[Start of section]
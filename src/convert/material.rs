use tracing::trace;

use crate::cache::{SourceKey, SourceKind};
use crate::document::{ElementKey, SectionRef};
use crate::domain::{DomainObject, Material, ObjectId, Profile};
use crate::error::Result;

use super::ConversionPass;

/// Context discriminator for profiles of members without a material.
const UNASSIGNED_MATERIAL: &str = "<unassigned>";

impl ConversionPass<'_> {
    /// Converts a material element, once per grade.
    pub(super) fn convert_material(&mut self, element: ElementKey, grade: Option<&str>) -> Result<ObjectId> {
        let source = match grade {
            Some(grade) => SourceKey::variant(SourceKind::Material, element, grade),
            None => SourceKey::element(SourceKind::Material, element),
        };
        if let Some(id) = self.cache.try_get(&source, None)? {
            return Ok(id);
        }

        let data = self.element(element)?;
        let id = self.model.insert(DomainObject::Material(Material {
            source: element,
            name: data.name,
            grade: grade.map(str::to_owned),
        }));
        self.cache.put(source, None, id)?;
        trace!(element = %element, ?grade, "converted material");
        Ok(id)
    }

    /// Converts a section type, once per material it is used with.
    pub(super) fn convert_profile(&mut self, section: &SectionRef, material: Option<ObjectId>) -> Result<ObjectId> {
        let context = material
            .and_then(|id| self.model.material(id))
            .map_or_else(|| UNASSIGNED_MATERIAL.to_owned(), Material::label);
        let source = SourceKey::element(SourceKind::Profile, section.type_key);
        if let Some(id) = self.cache.try_get(&source, Some(&context))? {
            return Ok(id);
        }

        let id = self.model.insert(DomainObject::Profile(Profile {
            source: section.type_key,
            name: section.name.clone(),
            width: section.width,
            depth: section.depth,
            material,
        }));
        self.cache.put(source, Some(&context), id)?;
        trace!(section = %section.name, %context, "converted profile");
        Ok(id)
    }
}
[End of section]
TASK STATEMENT: Set down only the lines running from the line with "is used with." to the end of the entries above, both included, exactly as they stand.

FINISHED TASK:
    /// Converts a section type, once per material it is used with.
    pub(super) fn convert_profile(&mut self, section: &SectionRef, material: Option<ObjectId>) -> Result<ObjectId> {
        let context = material
            .and_then(|id| self.model.material(id))
            .map_or_else(|| UNASSIGNED_MATERIAL.to_owned(), Material::label);
        let source = SourceKey::element(SourceKind::Profile, section.type_key);
        if let Some(id) = self.cache.try_get(&source, Some(&context))? {
            return Ok(id);
        }

        let id = self.model.insert(DomainObject::Profile(Profile {
            source: section.type_key,
            name: section.name.clone(),
            width: section.width,
            depth: section.depth,
            material,
        }));
        self.cache.put(source, Some(&context), id)?;
        trace!(section = %section.name, %context, "converted profile");
        Ok(id)
    }
}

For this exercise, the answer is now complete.